Esordio discografico questo “Confort zone” per questa band, gli Smoking rogers, romana che ha parecchio il sapore di un gruppo a stelle e strisce e ribadisco non sapessi che sono italiani dal suono e da certe scelte sonore difficilmente avrei detto che sono italiani.
Musicalmente siamo di fronte ad un lavoro di stoner misto ad har rock e grunge ben composto ed altrettanto ben eseguito. Inoltre si scopre, dalle note di accompagnamento, che alla voce c’è una donna particolarmente abile e con una grinta invidiabile. Dimostrazione che alla voce femminile non c’è solo chi fa lirico e finto lirico.
Ma tornando al complessivo di questo album, certamente un certo livello di retrò e di malinconia c’è; dato che questo è un lavoro che avrebbe certamente fatto fortuna circa quindici/venti anni fa. Ora è sicuramente un album molto interessante ma che risente del fatto che non è “di moda”.
Ma tutto sommato… chi se ne frega della moda, se il lavoro è ben fatto è un lavoro senza tempo.
Le strutture sonore sono tipiche di, come già accennato, un certo hard rock ed un certo rock stoner; quindi basso, chitarra, batteria a cui si affianca, come un alligatore affamato della Luisiana, una voce invidiabile. Le scelte di post produzione e di banco nel complesso sono ottimali; dimostrazione che si più “avanzare” senza scordaci del passato e delle radici del rock. Quindi tecnologia si, ma non al punto di render il rock un qualcosa di asettico e particolarmente “pulito ed in doppio petto”.
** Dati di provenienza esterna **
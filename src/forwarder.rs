use std::sync::Arc;
use std::time::Instant;

use axum::{
    body::Bytes,
    extract::{Extension, Path, RawQuery},
    http::{header::HeaderName, HeaderMap, HeaderValue, Method, StatusCode},
    response::{IntoResponse, Response},
};
use chrono::Utc;
use sqlx::PgPool;

use crate::config;
use crate::error::{AppError, AppResult};
use crate::fast_store::FastStore;
use crate::rate_limit::{window_stamp, RateLimiter, RateOutcome};
use crate::resolver::{AuthContext, KeyResolver};
use crate::usage::{BufferedUsage, UsageBuffer};

/// Hop-by-hop and gateway-internal request headers never forwarded upstream.
const STRIPPED_HEADERS: [&str; 7] = [
    "host",
    "x-api-key",
    "x-forwarded-for",
    "x-real-ip",
    "connection",
    "content-length",
    "content-type",
];

/// `ALL /api/*` — authenticate, admit against the daily quota, forward to the
/// resolved developer upstream, and queue a usage record.
pub async fn proxy_request(
    Extension(pool): Extension<PgPool>,
    Extension(store): Extension<Arc<dyn FastStore>>,
    Extension(client): Extension<reqwest::Client>,
    method: Method,
    headers: HeaderMap,
    path: Option<Path<String>>,
    RawQuery(query): RawQuery,
    body: Bytes,
) -> AppResult<Response> {
    let secret = headers
        .get("x-api-key")
        .and_then(|value| value.to_str().ok())
        .ok_or(AppError::Unauthorized)?;

    let resolver = KeyResolver::new(pool, store.clone());
    let context = resolver
        .resolve(secret)
        .await?
        .ok_or(AppError::Unauthorized)?;

    let limiter = RateLimiter::new(store.clone());
    let outcome = limiter
        .check_and_increment(context.customer.id, context.customer.daily_quota)
        .await?;
    if let RateOutcome::Limited(decision) = &outcome {
        if !decision.allowed {
            return Err(AppError::QuotaExhausted {
                limit: decision.limit,
                reset_at: window_stamp(decision.reset_at),
            });
        }
    }

    let stripped_path = strip_path(path.as_ref().map(|rest| rest.0.as_str()));
    let target = build_target_url(&context, &stripped_path, query.as_deref())?;

    let started = Instant::now();
    let upstream = client
        .request(method.clone(), &target)
        .headers(sanitize_headers(&headers))
        .body(body.to_vec())
        .send()
        .await;

    let (status, content_type, payload) = match upstream {
        Ok(response) => {
            let status = response.status();
            let content_type = response.headers().get("content-type").cloned();
            match response.bytes().await {
                Ok(payload) => (status, content_type, payload),
                Err(err) => {
                    tracing::warn!(?err, %target, "failed reading upstream body");
                    gateway_error_payload()
                }
            }
        }
        Err(err) => {
            tracing::warn!(?err, %target, "upstream call failed");
            gateway_error_payload()
        }
    };
    let elapsed_ms = started.elapsed().as_millis() as i64;

    UsageBuffer::new(store).record(BufferedUsage {
        customer_id: context.customer.id,
        api_key_id: Some(context.key.id),
        endpoint: stripped_path,
        method: method.to_string(),
        status_code: status.as_u16() as i32,
        response_time_ms: elapsed_ms,
        recorded_at: Utc::now(),
    });

    let mut response_headers = HeaderMap::new();
    if let Some(value) = content_type {
        response_headers.insert("content-type", value);
    }
    apply_rate_headers(&mut response_headers, &outcome);

    Ok((status, response_headers, payload).into_response())
}

fn gateway_error_payload() -> (StatusCode, Option<HeaderValue>, Bytes) {
    (
        StatusCode::BAD_GATEWAY,
        Some(HeaderValue::from_static("application/json")),
        Bytes::from_static(br#"{"error":"upstream unreachable"}"#),
    )
}

/// `/api` prefix is already consumed by the route; an empty remainder targets
/// the upstream root.
pub fn strip_path(rest: Option<&str>) -> String {
    match rest {
        None | Some("") => "/".to_string(),
        Some(rest) => format!("/{}", rest.trim_start_matches('/')),
    }
}

pub fn build_target_url(
    context: &AuthContext,
    stripped_path: &str,
    query: Option<&str>,
) -> AppResult<String> {
    let base = context
        .developer
        .upstream_base_url
        .clone()
        .or_else(|| config::DEFAULT_UPSTREAM_URL.clone())
        .ok_or_else(|| {
            AppError::BadGateway(format!(
                "developer {} has no upstream base URL",
                context.developer.id
            ))
        })?;
    let mut target = format!("{}{}", base.trim_end_matches('/'), stripped_path);
    if let Some(query) = query {
        if !query.is_empty() {
            target.push('?');
            target.push_str(query);
        }
    }
    Ok(target)
}

pub fn sanitize_headers(headers: &HeaderMap) -> HeaderMap {
    let mut sanitized = HeaderMap::new();
    for (name, value) in headers {
        if STRIPPED_HEADERS.contains(&name.as_str()) {
            continue;
        }
        sanitized.append(name, value.clone());
    }
    sanitized
}

fn apply_rate_headers(headers: &mut HeaderMap, outcome: &RateOutcome) {
    match outcome {
        RateOutcome::Unlimited => {
            headers.insert("x-ratelimit-limit", HeaderValue::from_static("unlimited"));
            headers.insert(
                "x-ratelimit-remaining",
                HeaderValue::from_static("unlimited"),
            );
        }
        RateOutcome::Limited(decision) => {
            insert_numeric(headers, "x-ratelimit-limit", decision.limit);
            insert_numeric(headers, "x-ratelimit-remaining", decision.remaining);
            if let Ok(value) = HeaderValue::from_str(&window_stamp(decision.reset_at)) {
                headers.insert("x-ratelimit-reset", value);
            }
        }
    }
}

fn insert_numeric(headers: &mut HeaderMap, name: &'static str, value: i64) {
    if let Ok(value) = HeaderValue::from_str(&value.to_string()) {
        headers.insert(HeaderName::from_static(name), value);
    }
}
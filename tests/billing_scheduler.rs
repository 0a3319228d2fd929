use chrono::{DateTime, Duration, TimeZone, Utc};
use metergate::billing::scheduler;
use sqlx::PgPool;
use uuid::Uuid;

// key: scheduler-tests -> close pass, overdue sweep, monthly bulk
async fn seed_customer(pool: &PgPool, created_at: DateTime<Utc>) -> Uuid {
    let tier_id = Uuid::new_v4();
    sqlx::query("INSERT INTO tiers (id, name, price_cents, daily_quota) VALUES ($1, $2, 1900, 50)")
        .bind(tier_id)
        .bind(format!("Starter-{tier_id}"))
        .execute(pool)
        .await
        .unwrap();

    let developer_id = Uuid::new_v4();
    sqlx::query("INSERT INTO developers (id, name) VALUES ($1, 'Origin Co')")
        .bind(developer_id)
        .execute(pool)
        .await
        .unwrap();

    let customer_id = Uuid::new_v4();
    sqlx::query(
        "INSERT INTO customers (id, email, tier_id, developer_id, active, created_at) \
         VALUES ($1, $2, $3, $4, TRUE, $5)",
    )
    .bind(customer_id)
    .bind(format!("{customer_id}@example.com"))
    .bind(tier_id)
    .bind(developer_id)
    .bind(created_at)
    .execute(pool)
    .await
    .unwrap();

    customer_id
}

#[sqlx::test]
#[ignore = "requires DATABASE_URL with Postgres server"]
async fn close_pass_generates_for_windows_ending_today(pool: PgPool) {
    sqlx::migrate!("./migrations").run(&pool).await.unwrap();

    // Period [Jan 15, Feb 15) with two hours left on the clock.
    let closing = seed_customer(&pool, Utc.with_ymd_and_hms(2024, 1, 15, 0, 0, 0).unwrap()).await;
    // Freshly started period, nowhere near close.
    let fresh = seed_customer(&pool, Utc.with_ymd_and_hms(2024, 2, 10, 0, 0, 0).unwrap()).await;

    let now = Utc.with_ymd_and_hms(2024, 2, 14, 22, 0, 0).unwrap();
    let generated = scheduler::process_invoice_close_tick(&pool, now).await.unwrap();
    assert_eq!(generated, 1);

    let closing_count: i64 =
        sqlx::query_scalar("SELECT COUNT(*) FROM invoices WHERE customer_id = $1")
            .bind(closing)
            .fetch_one(&pool)
            .await
            .unwrap();
    assert_eq!(closing_count, 1);

    let fresh_count: i64 =
        sqlx::query_scalar("SELECT COUNT(*) FROM invoices WHERE customer_id = $1")
            .bind(fresh)
            .fetch_one(&pool)
            .await
            .unwrap();
    assert_eq!(fresh_count, 0);

    // The same tick re-run does not double-invoice the period.
    let repeat = scheduler::process_invoice_close_tick(&pool, now).await.unwrap();
    assert_eq!(repeat, 0);
}

#[sqlx::test]
#[ignore = "requires DATABASE_URL with Postgres server"]
async fn overdue_tick_transitions_past_due_invoices(pool: PgPool) {
    sqlx::migrate!("./migrations").run(&pool).await.unwrap();
    let customer_id = seed_customer(&pool, Utc.with_ymd_and_hms(2023, 6, 1, 0, 0, 0).unwrap()).await;

    let now = Utc::now();
    sqlx::query(
        "INSERT INTO invoices (id, number, customer_id, period_start, period_end, amount_cents, status, due_date) \
         VALUES ($1, 'INV-2023-07-001', $2, $3, $4, 1900, 'PENDING', $5)",
    )
    .bind(Uuid::new_v4())
    .bind(customer_id)
    .bind(Utc.with_ymd_and_hms(2023, 6, 1, 0, 0, 0).unwrap())
    .bind(Utc.with_ymd_and_hms(2023, 7, 1, 0, 0, 0).unwrap())
    .bind(now - Duration::days(2))
    .execute(&pool)
    .await
    .unwrap();

    let marked = scheduler::process_overdue_tick(&pool, now).await.unwrap();
    assert_eq!(marked, 1);

    let status: String = sqlx::query_scalar("SELECT status FROM invoices WHERE customer_id = $1")
        .bind(customer_id)
        .fetch_one(&pool)
        .await
        .unwrap();
    assert_eq!(status, "OVERDUE");
}

#[sqlx::test]
#[ignore = "requires DATABASE_URL with Postgres server"]
async fn monthly_tick_only_invoices_customers_near_close(pool: PgPool) {
    sqlx::migrate!("./migrations").run(&pool).await.unwrap();

    // Five days left in the window: inside the 7-day close window.
    let near_close =
        seed_customer(&pool, Utc.with_ymd_and_hms(2024, 1, 15, 0, 0, 0).unwrap()).await;
    // Twenty days left: skipped.
    let mid_cycle =
        seed_customer(&pool, Utc.with_ymd_and_hms(2024, 1, 30, 0, 0, 0).unwrap()).await;
    // Inactive customers are never selected.
    let inactive =
        seed_customer(&pool, Utc.with_ymd_and_hms(2024, 1, 15, 0, 0, 0).unwrap()).await;
    sqlx::query("UPDATE customers SET active = FALSE WHERE id = $1")
        .bind(inactive)
        .execute(&pool)
        .await
        .unwrap();

    let now = Utc.with_ymd_and_hms(2024, 2, 10, 0, 0, 0).unwrap();
    let report = scheduler::process_monthly_tick(&pool, now).await.unwrap();
    assert_eq!(report.successful, 1);
    assert_eq!(report.failed, 0);
    assert_eq!(report.invoices.len(), 1);
    assert_eq!(report.invoices[0].customer_id, near_close);

    let mid_cycle_count: i64 =
        sqlx::query_scalar("SELECT COUNT(*) FROM invoices WHERE customer_id = $1")
            .bind(mid_cycle)
            .fetch_one(&pool)
            .await
            .unwrap();
    assert_eq!(mid_cycle_count, 0);
}
use std::collections::{HashMap, VecDeque};
use std::sync::Mutex;
use std::time::{Duration, Instant};

use async_trait::async_trait;
use redis::{aio::ConnectionManager, Client, Script};

use crate::error::AppResult;

/// Counter lifecycle within one daily window.
#[derive(Debug, Clone, Copy, PartialEq, Eq)]
pub enum CounterState {
    /// Window was absent or expired; counter re-initialized to 1.
    Fresh,
    /// Counter incremented inside an open window.
    Counting,
    /// Quota boundary reached; counter left unchanged.
    Exhausted,
}

/// Result of one atomic counter round trip.
#[derive(Debug, Clone)]
pub struct CounterProbe {
    pub count: i64,
    pub reset_at: String,
    pub state: CounterState,
}

/// Key-value store with expiry, hash and bounded-list operations. Backed by
/// Redis in production and by an in-process map in tests.
///
/// Instants handed to `counter_probe` must be RFC 3339 UTC with whole seconds
/// and a `Z` suffix so that string comparison matches chronological order.
#[async_trait]
pub trait FastStore: Send + Sync {
    async fn get(&self, key: &str) -> AppResult<Option<String>>;
    async fn set_with_ttl(&self, key: &str, value: &str, ttl: Duration) -> AppResult<()>;
    async fn hash_get_all(&self, key: &str) -> AppResult<HashMap<String, String>>;

    /// Single-round-trip window counter: initialize when absent or expired,
    /// increment while under `quota`, refuse at the boundary.
    async fn counter_probe(
        &self,
        key: &str,
        quota: i64,
        now: &str,
        fresh_reset: &str,
    ) -> AppResult<CounterProbe>;

    /// Push to the head of a list and trim it to `cap` entries.
    async fn push_capped(&self, key: &str, value: &str, cap: i64) -> AppResult<()>;
    /// Oldest `n` entries still present (list tail).
    async fn tail(&self, key: &str, n: i64) -> AppResult<Vec<String>>;
    /// Remove the oldest `n` entries.
    async fn drop_tail(&self, key: &str, n: i64) -> AppResult<()>;
    /// Newest `n` entries (list head), newest first.
    async fn head(&self, key: &str, n: i64) -> AppResult<Vec<String>>;

    async fn ping(&self) -> AppResult<()>;
}

const COUNTER_SCRIPT: &str = r#"
local reset = redis.call('HGET', KEYS[1], 'resetAt')
if (not reset) or (reset <= ARGV[1]) then
  redis.call('HSET', KEYS[1], 'count', 1, 'resetAt', ARGV[2])
  return {1, ARGV[2], 2}
end
local count = tonumber(redis.call('HGET', KEYS[1], 'count') or '0')
local quota = tonumber(ARGV[3])
if quota > 0 and count >= quota then
  return {count, reset, 0}
end
redis.call('HSET', KEYS[1], 'count', count + 1)
return {count + 1, reset, 1}
"#;

#[derive(Clone)]
pub struct RedisStore {
    manager: ConnectionManager,
}

impl RedisStore {
    pub async fn connect(url: &str) -> AppResult<Self> {
        tracing::info!(%url, "connecting to fast store");
        let client = Client::open(url)?;
        // ConnectionManager reconnects on its own after connection loss.
        let manager = client.get_connection_manager().await?;
        Ok(Self { manager })
    }
}

#[async_trait]
impl FastStore for RedisStore {
    async fn get(&self, key: &str) -> AppResult<Option<String>> {
        let mut conn = self.manager.clone();
        let value: Option<String> = redis::cmd("GET").arg(key).query_async(&mut conn).await?;
        Ok(value)
    }

    async fn set_with_ttl(&self, key: &str, value: &str, ttl: Duration) -> AppResult<()> {
        let mut conn = self.manager.clone();
        redis::cmd("SET")
            .arg(key)
            .arg(value)
            .arg("EX")
            .arg(ttl.as_secs().max(1))
            .query_async::<_, ()>(&mut conn)
            .await?;
        Ok(())
    }

    async fn hash_get_all(&self, key: &str) -> AppResult<HashMap<String, String>> {
        let mut conn = self.manager.clone();
        let map: HashMap<String, String> = redis::cmd("HGETALL")
            .arg(key)
            .query_async(&mut conn)
            .await?;
        Ok(map)
    }

    async fn counter_probe(
        &self,
        key: &str,
        quota: i64,
        now: &str,
        fresh_reset: &str,
    ) -> AppResult<CounterProbe> {
        let mut conn = self.manager.clone();
        let (count, reset_at, state): (i64, String, i64) = Script::new(COUNTER_SCRIPT)
            .key(key)
            .arg(now)
            .arg(fresh_reset)
            .arg(quota)
            .invoke_async(&mut conn)
            .await?;
        Ok(CounterProbe {
            count,
            reset_at,
            state: match state {
                2 => CounterState::Fresh,
                1 => CounterState::Counting,
                _ => CounterState::Exhausted,
            },
        })
    }

    async fn push_capped(&self, key: &str, value: &str, cap: i64) -> AppResult<()> {
        let mut conn = self.manager.clone();
        redis::pipe()
            .atomic()
            .cmd("LPUSH")
            .arg(key)
            .arg(value)
            .ignore()
            .cmd("LTRIM")
            .arg(key)
            .arg(0)
            .arg(cap - 1)
            .ignore()
            .query_async::<_, ()>(&mut conn)
            .await?;
        Ok(())
    }

    async fn tail(&self, key: &str, n: i64) -> AppResult<Vec<String>> {
        let mut conn = self.manager.clone();
        let entries: Vec<String> = redis::cmd("LRANGE")
            .arg(key)
            .arg(-n)
            .arg(-1)
            .query_async(&mut conn)
            .await?;
        Ok(entries)
    }

    async fn drop_tail(&self, key: &str, n: i64) -> AppResult<()> {
        let mut conn = self.manager.clone();
        redis::cmd("LTRIM")
            .arg(key)
            .arg(0)
            .arg(-(n + 1))
            .query_async::<_, ()>(&mut conn)
            .await?;
        Ok(())
    }

    async fn head(&self, key: &str, n: i64) -> AppResult<Vec<String>> {
        let mut conn = self.manager.clone();
        let entries: Vec<String> = redis::cmd("LRANGE")
            .arg(key)
            .arg(0)
            .arg(n - 1)
            .query_async(&mut conn)
            .await?;
        Ok(entries)
    }

    async fn ping(&self) -> AppResult<()> {
        let mut conn = self.manager.clone();
        redis::cmd("PING").query_async::<_, ()>(&mut conn).await?;
        Ok(())
    }
}

/// In-process store with the same observable semantics, for tests.
#[derive(Default)]
pub struct MemoryStore {
    inner: Mutex<MemoryInner>,
}

#[derive(Default)]
struct MemoryInner {
    values: HashMap<String, (String, Option<Instant>)>,
    hashes: HashMap<String, HashMap<String, String>>,
    lists: HashMap<String, VecDeque<String>>,
}

impl MemoryStore {
    pub fn new() -> Self {
        Self::default()
    }
}

#[async_trait]
impl FastStore for MemoryStore {
    async fn get(&self, key: &str) -> AppResult<Option<String>> {
        let mut inner = self.inner.lock().unwrap();
        match inner.values.get(key) {
            Some((_, Some(deadline))) if *deadline <= Instant::now() => {
                inner.values.remove(key);
                Ok(None)
            }
            Some((value, _)) => Ok(Some(value.clone())),
            None => Ok(None),
        }
    }

    async fn set_with_ttl(&self, key: &str, value: &str, ttl: Duration) -> AppResult<()> {
        let mut inner = self.inner.lock().unwrap();
        inner
            .values
            .insert(key.to_string(), (value.to_string(), Some(Instant::now() + ttl)));
        Ok(())
    }

    async fn hash_get_all(&self, key: &str) -> AppResult<HashMap<String, String>> {
        let inner = self.inner.lock().unwrap();
        Ok(inner.hashes.get(key).cloned().unwrap_or_default())
    }

    async fn counter_probe(
        &self,
        key: &str,
        quota: i64,
        now: &str,
        fresh_reset: &str,
    ) -> AppResult<CounterProbe> {
        let mut inner = self.inner.lock().unwrap();
        let hash = inner.hashes.entry(key.to_string()).or_default();
        let reset = hash.get("resetAt").cloned();
        let expired = match &reset {
            None => true,
            Some(stored) => stored.as_str() <= now,
        };
        if expired {
            hash.insert("count".into(), "1".into());
            hash.insert("resetAt".into(), fresh_reset.to_string());
            return Ok(CounterProbe {
                count: 1,
                reset_at: fresh_reset.to_string(),
                state: CounterState::Fresh,
            });
        }
        let reset = reset.unwrap_or_default();
        let count: i64 = hash
            .get("count")
            .and_then(|raw| raw.parse().ok())
            .unwrap_or(0);
        if quota > 0 && count >= quota {
            return Ok(CounterProbe {
                count,
                reset_at: reset,
                state: CounterState::Exhausted,
            });
        }
        hash.insert("count".into(), (count + 1).to_string());
        Ok(CounterProbe {
            count: count + 1,
            reset_at: reset,
            state: CounterState::Counting,
        })
    }

    async fn push_capped(&self, key: &str, value: &str, cap: i64) -> AppResult<()> {
        let mut inner = self.inner.lock().unwrap();
        let list = inner.lists.entry(key.to_string()).or_default();
        list.push_front(value.to_string());
        while list.len() as i64 > cap {
            list.pop_back();
        }
        Ok(())
    }

    async fn tail(&self, key: &str, n: i64) -> AppResult<Vec<String>> {
        let inner = self.inner.lock().unwrap();
        let Some(list) = inner.lists.get(key) else {
            return Ok(Vec::new());
        };
        let take = (n.max(0) as usize).min(list.len());
        let skip = list.len() - take;
        Ok(list.iter().skip(skip).cloned().collect())
    }

    async fn drop_tail(&self, key: &str, n: i64) -> AppResult<()> {
        let mut inner = self.inner.lock().unwrap();
        if let Some(list) = inner.lists.get_mut(key) {
            for _ in 0..n.max(0) {
                if list.pop_back().is_none() {
                    break;
                }
            }
        }
        Ok(())
    }

    async fn head(&self, key: &str, n: i64) -> AppResult<Vec<String>> {
        let inner = self.inner.lock().unwrap();
        let Some(list) = inner.lists.get(key) else {
            return Ok(Vec::new());
        };
        Ok(list.iter().take(n.max(0) as usize).cloned().collect())
    }

    async fn ping(&self) -> AppResult<()> {
        Ok(())
    }
}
Dieci brani molto interessanti quindi con diverse sfaccettature del termine “rock” e delle sue derive e delle sue infezioni. Vi sono anche dei duetti particolari alla voce per cui troviamo non solo la voce di Valeria di Maggio, la cantante, ma anche di Lorenzo Cicerchia, che a tratti ricorda Danzing ed a tratti Layne.
Brani quali: “I want you to know”, “Pimple”, “Daybreak”, “Pascal on stage”, “I’ve got your eyes”, che per altro chiude l’album, sono i brani che mi hanno colpito più degli altri; fermo restando che è un album di un’altra epoca se vogliamo, va quindi assaporato nella sua completezza. Come sempre vi invito ad ascoltare questo lavoro e farlo vostro e definire la vostra personale playlist preferita.
Concludendo questo “Confort zone” è un lavoro che da molte soddisfazioni, specie per chi come me ha vissuto il periodo grunge in toto. Per chi non sa cosa sia fino in fondo in grunge, questo risulterà un lavoro “datato” e non sempre in linea con le, ripeto, mode del tempo; direi che qualche volta ritornare a certe origini fa bene alla pelle. Certo non posso in nessun modo urlare al capolavoro epocale, ma caspita un esordio di questo tipo è meritevole.